The corners of the top sheet of the pile are broken by rotary combers so that vacuum suckers which telescope can grasp and lift the sheet near the rear corners. As the sheet is combed and lifted, a compressed air tube moves into position below the sheet, releasing a blast of air, which lifts it free of the sheet below. The lower sheet is held in position by thin flexible steel fingers. As this sheet is lifted free from the pile by a layer of forced air, a second set of suckers at the forward end of the feeder lifts the sheet and forwards it onto the feedtable where it is moved to the feedboard by endless tapes. The tapes on the feedboard carry the sheets to the guide and register system.
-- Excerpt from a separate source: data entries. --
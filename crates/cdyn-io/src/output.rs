use std::fmt::Write as _;
use std::fs::{self, OpenOptions};
use std::io::Write as _;
use std::path::{Path, PathBuf};

use crate::error::Result;
use crate::restart::{RestartState, restart_file_name, save_restart};

#[derive(Debug, Clone, Copy, PartialEq, Eq)]
pub enum JobStatus {
    Success,
    Failed,
}

impl JobStatus {
    fn as_str(self) -> &'static str {
        match self {
            JobStatus::Success => "SUCCESS",
            JobStatus::Failed => "FAILED",
        }
    }
}

/// Contact status of one slave node in the active-set report.
#[derive(Debug, Clone, Copy, PartialEq, Eq)]
pub enum ContactNodeState {
    Inactive,
    /// Active, frictionless.
    Active,
    Stick,
    Slip,
}

impl ContactNodeState {
    pub fn as_str(self) -> &'static str {
        match self {
            ContactNodeState::Inactive => "inactive",
            ContactNodeState::Active => "active",
            ContactNodeState::Stick => "stick",
            ContactNodeState::Slip => "slip",
        }
    }
}

#[derive(Debug, Clone, PartialEq)]
pub struct ContactNodeRecord {
    pub node: usize,
    pub state: ContactNodeState,
    pub weighted_gap: f64,
    pub normal_multiplier: f64,
    pub tangential_multiplier: f64,
}

/// Scalar stress/strain measure of one element.
#[derive(Debug, Clone, PartialEq)]
pub struct ElementRecord {
    pub element: usize,
    pub stress: Option<f64>,
    pub strain: Option<f64>,
}

#[derive(Debug, Clone, PartialEq)]
pub struct NamedField {
    pub name: String,
    pub values: Vec<f64>,
}

impl NamedField {
    pub fn new(name: impl Into<String>, values: Vec<f64>) -> Self {
        Self {
            name: name.into(),
            values,
        }
    }
}

/// Everything written for one accepted time step.
#[derive(Debug, Clone, PartialEq, Default)]
pub struct StepRecord {
    pub step: usize,
    pub time: f64,
    pub dt: f64,
    pub newton_iterations: usize,
    pub active_set_steps: usize,
    pub active_set_converged: bool,
    /// Nodal fields; empty when the results cadence skipped this step.
    pub fields: Vec<NamedField>,
    pub elements: Vec<ElementRecord>,
    pub contact: Vec<ContactNodeRecord>,
}

#[derive(Debug, Clone, PartialEq, Eq)]
pub struct JobReport {
    pub job_name: String,
    pub analysis_type: String,
    pub num_nodes: usize,
    pub num_elements: usize,
    pub num_dofs: usize,
    pub steps_completed: usize,
    pub started: String,
    pub finished: String,
    pub status: JobStatus,
    pub message: String,
}

/// Appends step records to `<job>.dat`, `<job>.sta` and `<job>.cnt`
/// inside one output directory.
#[derive(Debug, Clone, PartialEq, Eq)]
pub struct ResultWriter {
    job_name: String,
    dir: PathBuf,
    dat_path: PathBuf,
    sta_path: PathBuf,
    contact_path: PathBuf,
}

impl ResultWriter {
    /// Create the output directory and truncate the result files.
    pub fn create(dir: impl AsRef<Path>, job_name: impl Into<String>) -> Result<Self> {
        let dir = dir.as_ref().to_path_buf();
        fs::create_dir_all(&dir)?;
        let job_name = job_name.into();

        let writer = Self {
            dat_path: dir.join(format!("{job_name}.dat")),
            sta_path: dir.join(format!("{job_name}.sta")),
            contact_path: dir.join(format!("{job_name}.cnt")),
            job_name,
            dir,
        };

        fs::write(
            &writer.dat_path,
            format!("*CDYN DAT RESULTS\nJOB: {}\n", writer.job_name),
        )?;
        fs::write(
            &writer.sta_path,
            " STEP  ITER  ASET  CONV        TIME          DT\n",
        )?;
        fs::write(
            &writer.contact_path,
            format!("*CDYN ACTIVE SET REPORT\nJOB: {}\n", writer.job_name),
        )?;
        Ok(writer)
    }

    pub fn dat_path(&self) -> &Path {
        &self.dat_path
    }

    pub fn sta_path(&self) -> &Path {
        &self.sta_path
    }

    pub fn contact_path(&self) -> &Path {
        &self.contact_path
    }

    pub fn write_step(&self, record: &StepRecord) -> Result<()> {
        append(
            &self.sta_path,
            &format!(
                "{:5} {:5} {:5} {:>5} {:11.4e} {:11.4e}\n",
                record.step,
                record.newton_iterations,
                record.active_set_steps,
                if record.active_set_converged { "yes" } else { "no" },
                record.time,
                record.dt
            ),
        )?;

        if !record.fields.is_empty() || !record.elements.is_empty() {
            append(&self.dat_path, &format_dat_block(record))?;
        }
        if !record.contact.is_empty() {
            append(&self.contact_path, &format_contact_block(record))?;
        }
        tracing::debug!(step = record.step, job = %self.job_name, "step results written");
        Ok(())
    }

    /// Write a restart file next to the results and return its path.
    pub fn write_restart(&self, state: &RestartState) -> Result<PathBuf> {
        let path = self.dir.join(restart_file_name(&self.job_name, state.step));
        save_restart(&path, state)?;
        Ok(path)
    }

    /// Append the final job summary to the status file.
    pub fn finish(&self, report: &JobReport) -> Result<()> {
        append(&self.sta_path, &format_job_report(report))
    }
}

fn format_dat_block(record: &StepRecord) -> String {
    let mut body = String::new();
    let _ = writeln!(
        body,
        "\n STEP {} TIME {:.6e} (iterations {})",
        record.step, record.time, record.newton_iterations
    );
    for field in &record.fields {
        let _ = writeln!(body, " {} ({} entries)", field.name, field.values.len());
        for (dof, value) in field.values.iter().enumerate() {
            let _ = writeln!(body, "{dof:8} {value:15.6e}");
        }
    }
    if !record.elements.is_empty() {
        let _ = writeln!(body, " element results   stress          strain");
        for element in &record.elements {
            let _ = writeln!(
                body,
                "{:8} {:>15} {:>15}",
                element.element,
                format_optional(element.stress),
                format_optional(element.strain)
            );
        }
    }
    body
}

fn format_contact_block(record: &StepRecord) -> String {
    let active = record
        .contact
        .iter()
        .filter(|node| node.state != ContactNodeState::Inactive)
        .count();
    let mut body = String::new();
    let _ = writeln!(
        body,
        "\n STEP {} TIME {:.6e} ACTIVE {} / {}",
        record.step,
        record.time,
        active,
        record.contact.len()
    );
    for node in &record.contact {
        let _ = writeln!(
            body,
            "{:8} {:>9} {:15.6e} {:15.6e} {:15.6e}",
            node.node,
            node.state.as_str(),
            node.weighted_gap,
            node.normal_multiplier,
            node.tangential_multiplier
        );
    }
    body
}

fn format_job_report(report: &JobReport) -> String {
    format!(
        "*CDYN JOB SUMMARY\n\
         JOB: {}\n\
         ANALYSIS: {}\n\
         STATUS: {}\n\
         NODES: {}\n\
         ELEMENTS: {}\n\
         DOFS: {}\n\
         STEPS: {}\n\
         STARTED: {}\n\
         FINISHED: {}\n\
         MESSAGE: {}\n",
        report.job_name,
        report.analysis_type,
        report.status.as_str(),
        report.num_nodes,
        report.num_elements,
        report.num_dofs,
        report.steps_completed,
        report.started,
        report.finished,
        report.message
    )
}

fn format_optional(value: Option<f64>) -> String {
    value.map_or_else(|| "-".to_string(), |v| format!("{v:.6e}"))
}

fn append(path: &Path, text: &str) -> Result<()> {
    let mut file = OpenOptions::new().append(true).create(true).open(path)?;
    file.write_all(text.as_bytes())?;
    Ok(())
}
//! Active-set Newton solution of contact dynamics.
//!
//! Two strategies combine the geometric Newton iteration with the search
//! for the contact active set:
//!
//! - **fixed point** (nested): predictor, Newton to convergence with the
//!   active set frozen, active-set update; any change redoes the predictor
//!   from the same time level.
//! - **semi-smooth** (merged): one Newton loop whose iterations update the
//!   active set between mortar evaluation and contact assembly. Converged
//!   only when the residual test passes *and* the set did not change in the
//!   last iteration.
//!
//! Without a contact interface both reduce to a plain Newton loop.

use tracing::{debug, info, warn};

use cdyn_io::{ElementRecord, RestartState, ResultWriter, StepRecord};

use crate::config::{ActiveSetFailurePolicy, ContactStrategy, StrainOutput, StressOutput};
use crate::contact_integrator::ContactAwareIntegrator;
use crate::convergence::{ConvergenceCheck, IterationNorms, ReferenceNorms};
use crate::dynamic_system::DynamicSystem;
use crate::error::{Result, SolverError};

const TIME_EPSILON: f64 = 1.0e-12;

/// Outcome of the active-set search of one time step.
#[derive(Debug, Clone, Copy, PartialEq, Eq)]
pub enum ActiveSetStatus {
    Converged,
    /// Accepted after revisiting an earlier set of the same step.
    ZigZag,
    /// Budget exhausted; the last state was accepted.
    Unconverged,
}

impl ActiveSetStatus {
    pub fn is_converged(self) -> bool {
        self != ActiveSetStatus::Unconverged
    }
}

/// Summary of one accepted time step.
#[derive(Debug, Clone, Copy, PartialEq)]
pub struct StepReport {
    pub step: usize,
    /// Time at the end of the step
    pub time: f64,
    pub dt: f64,
    /// Newton iterations summed over all active-set steps
    pub newton_iterations: usize,
    pub active_set_steps: usize,
    pub active_set_status: ActiveSetStatus,
    pub residual_norm: f64,
    pub increment_norm: f64,
    /// Solved by the single-solve linear static path
    pub linear_static: bool,
}

#[derive(Debug, Clone, Copy)]
struct NewtonOutcome {
    iterations: usize,
    norms: IterationNorms,
    linear_static: bool,
}

#[derive(Debug)]
pub struct ActiveSetNewtonSolver {
    model: ContactAwareIntegrator,
    convergence: ConvergenceCheck,
    reference: ReferenceNorms,
}

impl ActiveSetNewtonSolver {
    pub fn new(model: ContactAwareIntegrator) -> Self {
        let convergence = ConvergenceCheck::new(&model.config().newton);
        Self {
            model,
            convergence,
            reference: ReferenceNorms::default(),
        }
    }

    pub fn model(&self) -> &ContactAwareIntegrator {
        &self.model
    }

    pub fn model_mut(&mut self) -> &mut ContactAwareIntegrator {
        &mut self.model
    }

    pub fn into_model(self) -> ContactAwareIntegrator {
        self.model
    }

    pub fn strategy(&self) -> ContactStrategy {
        self.model.config().contact.strategy
    }

    /// Continue from a restart state.
    pub fn restart_from(&mut self, restart: &RestartState) -> Result<()> {
        self.model.read_restart(restart)?;
        info!(step = restart.step, time = restart.time, "restarted");
        Ok(())
    }

    /// Whether the time loop has reached `max_time` or `num_steps`.
    pub fn is_finished(&self) -> bool {
        let time = &self.model.config().time;
        let integrator = self.model.integrator();
        integrator.step() >= time.num_steps || integrator.time() >= time.max_time - TIME_EPSILON
    }

    /// Run the time loop to the end, writing results when a writer is given.
    pub fn integrate(&mut self, writer: Option<&ResultWriter>) -> Result<Vec<StepReport>> {
        let mut reports = Vec::new();
        while !self.is_finished() {
            let report = self.solve_step()?;
            if let Some(writer) = writer {
                self.write_output(writer, &report)?;
            }
            reports.push(report);
        }
        Ok(reports)
    }

    /// Solve and accept one time step.
    pub fn solve_step(&mut self) -> Result<StepReport> {
        let step = self.model.integrator().step() + 1;
        self.model.begin_step();

        let has_contact = self.model.contact().is_some();
        let (outcome, newton_iterations, status) = match (has_contact, self.strategy()) {
            (false, _) => {
                let outcome = self.predict_and_newton(false)?;
                (outcome, outcome.iterations, ActiveSetStatus::Converged)
            }
            (true, ContactStrategy::FixedPoint) => self.fixed_point(step)?,
            (true, ContactStrategy::SemiSmooth) => {
                let outcome = self.predict_and_newton(true)?;
                // the Newton budget is also the active-set budget
                if !self.model.active_set_converged() {
                    return Err(SolverError::ActiveSetUnconverged {
                        step,
                        steps: self.model.active_set_steps(),
                    });
                }
                (outcome, outcome.iterations, ActiveSetStatus::Converged)
            }
        };

        self.model.finalize_step()?;
        let integrator = self.model.integrator();
        let report = StepReport {
            step,
            time: integrator.time(),
            dt: integrator.dt(),
            newton_iterations,
            active_set_steps: self.model.active_set_steps(),
            active_set_status: status,
            residual_norm: outcome.norms.residual,
            increment_norm: outcome.norms.increment,
            linear_static: outcome.linear_static,
        };
        info!(
            step,
            nstep = self.model.config().time.num_steps,
            time = report.time,
            dt = report.dt,
            numiter = report.newton_iterations,
            active_set_steps = report.active_set_steps,
            status = ?report.active_set_status,
            "step finished"
        );
        Ok(report)
    }

    /// Nested strategy: redo predictor and Newton until the set is a fixed point.
    fn fixed_point(&mut self, step: usize) -> Result<(NewtonOutcome, usize, ActiveSetStatus)> {
        let contact = self.model.config().contact;
        let mut total_iterations = 0;
        loop {
            let outcome = self.predict_and_newton(false)?;
            total_iterations += outcome.iterations;

            if self.model.update_active_set() {
                let status = if self.model.zig_zagged() {
                    ActiveSetStatus::ZigZag
                } else {
                    ActiveSetStatus::Converged
                };
                return Ok((outcome, total_iterations, status));
            }

            let steps = self.model.active_set_steps();
            if steps >= contact.max_active_set_iterations {
                match contact.on_active_set_failure {
                    ActiveSetFailurePolicy::Abort => {
                        return Err(SolverError::ActiveSetUnconverged { step, steps });
                    }
                    ActiveSetFailurePolicy::Accept => {
                        warn!(
                            step,
                            active_set_steps = steps,
                            "active set unconverged, accepting the last state"
                        );
                        return Ok((outcome, total_iterations, ActiveSetStatus::Unconverged));
                    }
                }
            }
        }
    }

    fn predict_and_newton(&mut self, semi_smooth: bool) -> Result<NewtonOutcome> {
        let predictor = self.model.config().predictor;
        let system = self.model.predictor(predictor, semi_smooth)?;
        if self.convergence.mode().is_relative() {
            self.reference = self.model.integrator().reference_norms();
        }
        debug!(
            predictor = predictor.as_str(),
            residual = system.residual_norm(),
            "predictor assembled"
        );
        self.newton(system, semi_smooth)
    }

    /// Newton loop on an assembled system.
    fn newton(&mut self, mut system: DynamicSystem, semi_smooth: bool) -> Result<NewtonOutcome> {
        let config = *self.model.config();
        let max_iterations = config.newton.max_iterations;
        let linear_static = config.is_linear_static();

        let mut norms = IterationNorms {
            residual: system.residual_norm(),
            increment: f64::INFINITY,
        };
        let mut iteration = 0;
        while !self.is_converged(iteration, norms, semi_smooth) && iteration < max_iterations {
            let solution = self.model.solve(&mut system, iteration, norms.residual)?;
            let increment = self.model.apply_increment(&solution)?;
            norms.increment = increment.norm();
            iteration += 1;

            if linear_static {
                self.model.refresh_contact_geometry()?;
                info!(
                    increment = norms.increment,
                    "computed 1 step with 1 iteration: STATIC LINEAR SOLUTION"
                );
                return Ok(NewtonOutcome {
                    iterations: iteration,
                    norms,
                    linear_static: true,
                });
            }

            self.model.evaluate_elements()?;
            system = self.model.assemble(semi_smooth)?;
            norms.residual = system.residual_norm();
            debug!(
                iteration,
                residual = norms.residual,
                increment = norms.increment,
                active_set_converged = self.model.active_set_converged(),
                "Newton iteration"
            );
        }

        if !self.convergence.converged(iteration, norms, self.reference) {
            return Err(SolverError::NewtonUnconverged {
                iterations: iteration,
                residual_norm: norms.residual,
                increment_norm: norms.increment,
            });
        }
        debug!(iterations = iteration, residual = norms.residual, "Newton converged");
        Ok(NewtonOutcome {
            iterations: iteration,
            norms,
            linear_static: false,
        })
    }

    fn is_converged(&self, iteration: usize, norms: IterationNorms, semi_smooth: bool) -> bool {
        self.convergence.converged(iteration, norms, self.reference)
            && (!semi_smooth || self.model.active_set_converged())
    }

    /// Append results of an accepted step according to the output cadences.
    pub fn write_output(&self, writer: &ResultWriter, report: &StepReport) -> Result<()> {
        let output = self.model.config().output;
        let mut record = StepRecord {
            step: report.step,
            time: report.time,
            dt: report.dt,
            newton_iterations: report.newton_iterations,
            active_set_steps: report.active_set_steps,
            active_set_converged: report.active_set_status.is_converged(),
            contact: self.model.contact_report(),
            ..StepRecord::default()
        };
        if report.step % output.results_every == 0 {
            record.fields = self.model.result_fields();
        }
        let wants_elements =
            output.stress != StressOutput::None || output.strain != StrainOutput::None;
        if wants_elements && report.step % output.stress_every == 0 {
            record.elements = self
                .model
                .integrator()
                .element_results()?
                .into_iter()
                .map(|result| ElementRecord {
                    element: result.element,
                    stress: result.stress,
                    strain: result.strain,
                })
                .collect();
        }
        writer.write_step(&record)?;

        if output.restart_every > 0 && report.step % output.restart_every == 0 {
            let path = writer.write_restart(&self.model.restart_state())?;
            debug!(step = report.step, path = %path.display(), "restart written");
        }
        Ok(())
    }
}
//! Generalized-alpha time integration of nonlinear structural dynamics.
//!
//! Solves the semi-discrete equation of motion at the generalized mid-point:
//!
//! ```text
//! M a_mid + C v_mid + F_int(d_mid) - f_ext,mid = 0
//!
//! X_mid = (1 - alpha_f) X_np1 + alpha_f X_n      (d, v, f_ext)
//! a_mid = (1 - alpha_m) a_np1 + alpha_m a_n
//! ```
//!
//! with the Newmark relations linking `v_np1`, `a_np1` to `d_np1`:
//!
//! ```text
//! v_np1 = γ/(β dt) Δd + (β-γ)/β v_n + (2β-γ) dt/(2β) a_n
//! a_np1 = 1/(β dt²) Δd - 1/(β dt) v_n + (2β-1)/(2β) a_n
//! ```
//!
//! The integrator owns the element evaluator, the linear solver and the
//! converged state. It does not iterate on its own: the Newton loop in
//! [`solver`](crate::solver) drives `predict`, `update_iterate` and
//! `finalize`.

use nalgebra::{DMatrix, DVector};
use tracing::debug;

use cdyn_io::{NamedField, RestartState};

use crate::backend::{LinearSolver, SolveOptions};
use crate::boundary_conditions::{BoundaryConditions, DirichletState};
use crate::config::{
    DynamicType, GenAlphaParams, InternalForcePoint, PredictorKind, SolverConfig, UpdateMode,
};
use crate::convergence::ReferenceNorms;
use crate::dynamic_system::DynamicSystem;
use crate::error::{Result, SolverError};
use crate::evaluator::{ElementEvaluator, ElementResponse, ElementResult, EvaluationRequest};
use crate::state::{TimeIntegrationState, mid_point};

/// Coefficients of the Newmark relations for a fixed step size.
///
/// `v_np1 = v_d Δd + v_v v_n + v_a a_n`, `a_np1 = a_d Δd + a_v v_n + a_a a_n`.
#[derive(Debug, Clone, Copy, PartialEq)]
pub struct NewmarkCoefficients {
    pub v_d: f64,
    pub v_v: f64,
    pub v_a: f64,
    pub a_d: f64,
    pub a_v: f64,
    pub a_a: f64,
}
2. THE GUIDE AND REGISTER SYSTEM

As the sheet moves down the board, it encounters front guides which control the front or gripper printing position of the sheet. At the time that the sheet is in firm position in the front guides, the side guide moves the sheet into its correct side position. The sheet is now ready for the impression and is transferred to the grippers of the impression cylinder. (The sheet is under constant gripper control once it has been positioned at the guides until the sheet is in the delivery pile.)

3. THE IMPRESSION SYSTEM

The sheet rolls onto the impression cylinder held in constant position by the cylinder grippers, and passes between the blanket (which contains the image to be printed) and the impression cylinder, at which time the image is transferred to the printed sheet. This is the third and final splitting of the original ink film picked up from the ink fountain and passed to the form ink rollers. After the sheet is printed, it is transferred from the impression cylinder directly to the delivery system.

4. THE DELIVERY SYSTEM

The delivery system consists of a continuous chain at the side extremities of the press containing several sets of delivery gripper bars which travel between the transfer cylinder and the pile or skid of printed sheets. The sheet is picked up from the impression cylinder by a transfer cylinder and then gripped by one of the bars of the delivery chain. The chain gripper system is timed to pick the sheet from the transfer cylinder at the exact instant it is released. The sheet is carried through the press in delivery position over a skid. As the sheet is moved into correct position, the delivery gripper is released, and the sheet falls into the reciprocating jogger plates. At the top of the delivery pile on the sides and back are reciprocating jogging plates which continually jog the sheets into an even pile as they are released from the delivery grippers and fall onto the load of finished work. The sheets are delivered in the pile face up. The skid of printed work is removed from the press by the use of handlift platform trucks.

Non-sheet-handling components:

1. Ink system

2. Dampener system

3. The plate cylinder

4. The blanket cylinder

These systems are concerned only with the image on the plate cylinder. The ink system supplies ink in proper quantity and consistency. The dampener system maintains the nonimage areas of the plate in a condition which will not accept ink.